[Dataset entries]
=-=-=-=-=
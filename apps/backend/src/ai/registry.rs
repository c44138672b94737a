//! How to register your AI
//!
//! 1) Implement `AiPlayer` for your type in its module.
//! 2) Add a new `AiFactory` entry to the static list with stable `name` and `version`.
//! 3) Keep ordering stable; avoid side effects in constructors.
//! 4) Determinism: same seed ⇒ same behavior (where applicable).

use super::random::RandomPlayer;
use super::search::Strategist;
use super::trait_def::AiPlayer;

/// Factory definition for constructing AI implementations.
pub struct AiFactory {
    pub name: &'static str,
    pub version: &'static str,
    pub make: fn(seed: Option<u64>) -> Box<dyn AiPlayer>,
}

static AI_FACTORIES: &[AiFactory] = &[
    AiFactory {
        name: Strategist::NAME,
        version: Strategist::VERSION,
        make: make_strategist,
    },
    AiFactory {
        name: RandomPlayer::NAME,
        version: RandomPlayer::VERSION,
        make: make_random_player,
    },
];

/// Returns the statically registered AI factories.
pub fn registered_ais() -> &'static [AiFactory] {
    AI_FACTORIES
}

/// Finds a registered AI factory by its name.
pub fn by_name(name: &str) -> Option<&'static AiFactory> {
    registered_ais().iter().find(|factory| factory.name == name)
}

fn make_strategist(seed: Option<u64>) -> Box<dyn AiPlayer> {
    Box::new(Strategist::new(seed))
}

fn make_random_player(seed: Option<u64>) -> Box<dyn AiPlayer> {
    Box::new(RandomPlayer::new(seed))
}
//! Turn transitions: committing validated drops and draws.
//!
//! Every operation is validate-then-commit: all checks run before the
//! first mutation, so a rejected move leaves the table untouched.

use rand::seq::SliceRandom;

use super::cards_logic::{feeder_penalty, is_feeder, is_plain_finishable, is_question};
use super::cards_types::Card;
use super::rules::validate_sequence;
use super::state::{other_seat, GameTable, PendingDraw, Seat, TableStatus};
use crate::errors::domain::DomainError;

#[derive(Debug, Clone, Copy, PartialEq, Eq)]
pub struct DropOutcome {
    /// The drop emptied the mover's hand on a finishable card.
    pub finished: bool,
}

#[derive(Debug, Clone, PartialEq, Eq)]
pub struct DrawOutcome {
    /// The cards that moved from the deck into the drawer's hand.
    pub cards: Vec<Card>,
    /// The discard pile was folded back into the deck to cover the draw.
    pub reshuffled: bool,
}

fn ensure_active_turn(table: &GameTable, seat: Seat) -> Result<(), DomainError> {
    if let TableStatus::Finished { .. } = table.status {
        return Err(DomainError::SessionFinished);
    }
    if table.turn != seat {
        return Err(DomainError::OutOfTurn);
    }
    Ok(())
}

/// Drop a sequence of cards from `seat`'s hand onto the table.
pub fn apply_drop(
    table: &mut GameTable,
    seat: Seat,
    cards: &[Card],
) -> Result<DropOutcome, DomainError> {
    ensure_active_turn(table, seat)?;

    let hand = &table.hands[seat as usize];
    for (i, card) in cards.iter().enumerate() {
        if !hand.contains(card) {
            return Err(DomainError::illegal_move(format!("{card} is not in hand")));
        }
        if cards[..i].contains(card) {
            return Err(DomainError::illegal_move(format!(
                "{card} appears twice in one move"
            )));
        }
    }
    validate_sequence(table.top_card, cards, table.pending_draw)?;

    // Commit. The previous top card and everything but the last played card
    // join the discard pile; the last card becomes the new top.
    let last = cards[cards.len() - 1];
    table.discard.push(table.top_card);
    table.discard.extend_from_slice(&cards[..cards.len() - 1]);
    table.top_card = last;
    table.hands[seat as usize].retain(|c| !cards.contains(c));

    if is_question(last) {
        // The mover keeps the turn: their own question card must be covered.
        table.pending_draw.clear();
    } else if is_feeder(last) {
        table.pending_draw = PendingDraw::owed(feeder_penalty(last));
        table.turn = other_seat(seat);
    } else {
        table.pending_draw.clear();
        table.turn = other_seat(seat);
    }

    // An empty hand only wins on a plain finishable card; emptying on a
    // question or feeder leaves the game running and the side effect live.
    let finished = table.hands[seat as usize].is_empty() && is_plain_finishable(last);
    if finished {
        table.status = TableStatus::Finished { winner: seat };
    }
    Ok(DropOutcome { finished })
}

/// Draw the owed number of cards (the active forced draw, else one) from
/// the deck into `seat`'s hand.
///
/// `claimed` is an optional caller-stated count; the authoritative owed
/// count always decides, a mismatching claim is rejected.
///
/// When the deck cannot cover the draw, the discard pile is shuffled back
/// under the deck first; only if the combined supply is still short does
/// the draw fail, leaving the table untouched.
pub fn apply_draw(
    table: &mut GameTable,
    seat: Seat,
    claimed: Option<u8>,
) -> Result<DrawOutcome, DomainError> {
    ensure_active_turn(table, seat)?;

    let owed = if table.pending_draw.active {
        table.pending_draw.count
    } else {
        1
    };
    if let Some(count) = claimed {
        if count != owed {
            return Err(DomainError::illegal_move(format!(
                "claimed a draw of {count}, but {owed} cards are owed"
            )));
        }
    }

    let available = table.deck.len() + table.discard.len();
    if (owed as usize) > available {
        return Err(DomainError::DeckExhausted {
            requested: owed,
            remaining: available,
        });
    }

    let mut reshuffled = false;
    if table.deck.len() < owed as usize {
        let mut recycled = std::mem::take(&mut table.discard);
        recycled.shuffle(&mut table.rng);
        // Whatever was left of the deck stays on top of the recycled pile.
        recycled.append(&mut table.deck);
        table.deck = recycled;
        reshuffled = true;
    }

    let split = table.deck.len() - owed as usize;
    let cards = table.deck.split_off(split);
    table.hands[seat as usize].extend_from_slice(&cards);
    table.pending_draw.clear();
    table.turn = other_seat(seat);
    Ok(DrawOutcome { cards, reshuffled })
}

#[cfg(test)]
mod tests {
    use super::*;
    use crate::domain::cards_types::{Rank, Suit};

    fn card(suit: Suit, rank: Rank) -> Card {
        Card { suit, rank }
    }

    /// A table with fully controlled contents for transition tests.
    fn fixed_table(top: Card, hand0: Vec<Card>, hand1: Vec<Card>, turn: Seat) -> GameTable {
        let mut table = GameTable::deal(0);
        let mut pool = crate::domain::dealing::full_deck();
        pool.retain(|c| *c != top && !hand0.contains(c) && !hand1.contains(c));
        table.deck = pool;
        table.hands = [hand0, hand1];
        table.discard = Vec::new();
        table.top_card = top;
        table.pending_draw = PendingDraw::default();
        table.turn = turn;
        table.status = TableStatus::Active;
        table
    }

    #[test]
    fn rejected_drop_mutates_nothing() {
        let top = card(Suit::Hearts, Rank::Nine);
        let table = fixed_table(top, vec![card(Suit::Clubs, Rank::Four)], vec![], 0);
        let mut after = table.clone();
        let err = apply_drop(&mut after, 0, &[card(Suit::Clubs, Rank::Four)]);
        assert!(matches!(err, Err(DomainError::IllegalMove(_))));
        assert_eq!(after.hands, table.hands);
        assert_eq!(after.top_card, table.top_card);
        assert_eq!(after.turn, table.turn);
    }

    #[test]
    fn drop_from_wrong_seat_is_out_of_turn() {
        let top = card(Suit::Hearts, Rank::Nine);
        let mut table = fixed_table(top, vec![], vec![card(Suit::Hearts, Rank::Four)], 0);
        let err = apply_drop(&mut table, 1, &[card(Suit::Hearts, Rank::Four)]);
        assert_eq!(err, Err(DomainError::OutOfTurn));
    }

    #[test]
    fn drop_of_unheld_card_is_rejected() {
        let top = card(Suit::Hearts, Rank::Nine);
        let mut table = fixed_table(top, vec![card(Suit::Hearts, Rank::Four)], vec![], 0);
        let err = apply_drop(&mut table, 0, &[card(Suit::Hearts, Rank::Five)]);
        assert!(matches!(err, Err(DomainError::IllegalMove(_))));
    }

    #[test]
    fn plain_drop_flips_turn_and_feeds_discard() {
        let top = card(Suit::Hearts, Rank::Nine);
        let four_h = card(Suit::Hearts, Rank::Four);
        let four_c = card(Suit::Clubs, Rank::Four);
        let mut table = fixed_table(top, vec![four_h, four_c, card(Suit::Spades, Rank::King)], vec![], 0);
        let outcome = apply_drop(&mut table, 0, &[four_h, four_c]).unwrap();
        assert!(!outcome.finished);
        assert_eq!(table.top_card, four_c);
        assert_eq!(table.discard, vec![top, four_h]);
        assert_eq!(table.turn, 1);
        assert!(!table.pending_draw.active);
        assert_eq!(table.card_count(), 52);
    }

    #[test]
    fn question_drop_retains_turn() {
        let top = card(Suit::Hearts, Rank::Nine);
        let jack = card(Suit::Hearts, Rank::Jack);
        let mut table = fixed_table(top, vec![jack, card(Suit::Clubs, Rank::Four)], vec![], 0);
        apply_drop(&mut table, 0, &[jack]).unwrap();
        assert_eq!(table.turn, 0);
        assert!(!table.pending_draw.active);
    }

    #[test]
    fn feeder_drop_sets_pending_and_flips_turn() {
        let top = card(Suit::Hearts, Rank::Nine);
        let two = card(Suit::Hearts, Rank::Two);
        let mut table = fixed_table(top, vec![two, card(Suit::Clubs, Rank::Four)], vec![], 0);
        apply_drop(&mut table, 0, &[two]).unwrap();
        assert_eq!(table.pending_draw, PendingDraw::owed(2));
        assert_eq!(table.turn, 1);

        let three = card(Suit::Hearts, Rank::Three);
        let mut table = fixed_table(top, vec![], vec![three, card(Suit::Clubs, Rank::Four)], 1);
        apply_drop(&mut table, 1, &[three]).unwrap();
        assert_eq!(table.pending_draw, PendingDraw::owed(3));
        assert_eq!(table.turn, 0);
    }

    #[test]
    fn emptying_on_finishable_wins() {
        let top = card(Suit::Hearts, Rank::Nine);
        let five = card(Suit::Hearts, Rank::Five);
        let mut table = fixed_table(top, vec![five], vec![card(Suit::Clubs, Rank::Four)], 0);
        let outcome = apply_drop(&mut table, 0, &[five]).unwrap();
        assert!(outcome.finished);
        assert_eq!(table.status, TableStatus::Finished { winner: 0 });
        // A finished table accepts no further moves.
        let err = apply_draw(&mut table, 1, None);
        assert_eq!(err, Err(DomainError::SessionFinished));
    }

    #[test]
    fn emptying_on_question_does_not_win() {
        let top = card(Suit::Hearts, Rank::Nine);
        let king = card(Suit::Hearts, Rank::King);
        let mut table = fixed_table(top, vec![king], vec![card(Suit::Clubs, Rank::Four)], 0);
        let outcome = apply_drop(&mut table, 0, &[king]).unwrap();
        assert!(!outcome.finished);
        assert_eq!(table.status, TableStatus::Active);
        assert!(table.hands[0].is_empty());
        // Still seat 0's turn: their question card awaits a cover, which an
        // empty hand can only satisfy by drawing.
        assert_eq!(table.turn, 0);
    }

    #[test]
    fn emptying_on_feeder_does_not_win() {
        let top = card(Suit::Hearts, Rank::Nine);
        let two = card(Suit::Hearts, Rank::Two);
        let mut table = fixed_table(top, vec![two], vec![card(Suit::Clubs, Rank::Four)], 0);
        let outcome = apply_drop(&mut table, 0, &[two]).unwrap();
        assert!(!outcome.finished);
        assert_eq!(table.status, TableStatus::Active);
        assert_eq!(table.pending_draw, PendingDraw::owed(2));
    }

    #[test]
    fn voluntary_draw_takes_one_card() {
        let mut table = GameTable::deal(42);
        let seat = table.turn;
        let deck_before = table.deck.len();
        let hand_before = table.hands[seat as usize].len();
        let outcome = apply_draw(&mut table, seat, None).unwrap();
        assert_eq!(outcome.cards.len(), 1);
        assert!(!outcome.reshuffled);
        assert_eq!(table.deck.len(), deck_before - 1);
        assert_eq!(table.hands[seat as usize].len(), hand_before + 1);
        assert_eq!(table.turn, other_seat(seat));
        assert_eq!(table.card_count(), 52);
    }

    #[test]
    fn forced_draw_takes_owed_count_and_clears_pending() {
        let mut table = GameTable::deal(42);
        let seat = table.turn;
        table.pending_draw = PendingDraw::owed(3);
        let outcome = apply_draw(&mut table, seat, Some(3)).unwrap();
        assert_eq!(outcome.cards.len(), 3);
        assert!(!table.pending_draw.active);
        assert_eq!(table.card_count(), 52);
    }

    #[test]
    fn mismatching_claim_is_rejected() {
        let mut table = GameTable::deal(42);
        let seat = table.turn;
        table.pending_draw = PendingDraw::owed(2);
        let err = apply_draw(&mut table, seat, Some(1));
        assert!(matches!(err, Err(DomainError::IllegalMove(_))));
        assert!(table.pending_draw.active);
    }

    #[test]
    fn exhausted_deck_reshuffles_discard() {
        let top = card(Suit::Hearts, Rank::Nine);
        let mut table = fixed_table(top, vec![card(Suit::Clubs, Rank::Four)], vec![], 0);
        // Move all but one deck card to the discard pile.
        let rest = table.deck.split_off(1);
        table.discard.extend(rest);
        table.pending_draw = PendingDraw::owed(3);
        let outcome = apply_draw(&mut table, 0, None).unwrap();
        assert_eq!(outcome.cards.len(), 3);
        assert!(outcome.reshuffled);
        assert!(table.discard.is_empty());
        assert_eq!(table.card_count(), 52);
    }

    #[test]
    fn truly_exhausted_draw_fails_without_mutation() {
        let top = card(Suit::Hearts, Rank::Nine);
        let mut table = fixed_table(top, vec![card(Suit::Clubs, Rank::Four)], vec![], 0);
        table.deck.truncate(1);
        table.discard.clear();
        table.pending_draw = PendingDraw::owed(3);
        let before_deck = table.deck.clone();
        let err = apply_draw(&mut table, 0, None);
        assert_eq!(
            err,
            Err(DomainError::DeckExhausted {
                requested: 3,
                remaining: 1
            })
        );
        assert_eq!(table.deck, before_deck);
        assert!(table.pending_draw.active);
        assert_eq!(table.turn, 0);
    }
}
=-=-=-=-=
* [What this task involves]: Please go through the data above and copy every line that has the word "version".

* [Your response]:
//! 2) Add a new `AiFactory` entry to the static list with stable `name` and `version`.
    pub version: &'static str,
        version: Strategist::VERSION,
        version: RandomPlayer::VERSION,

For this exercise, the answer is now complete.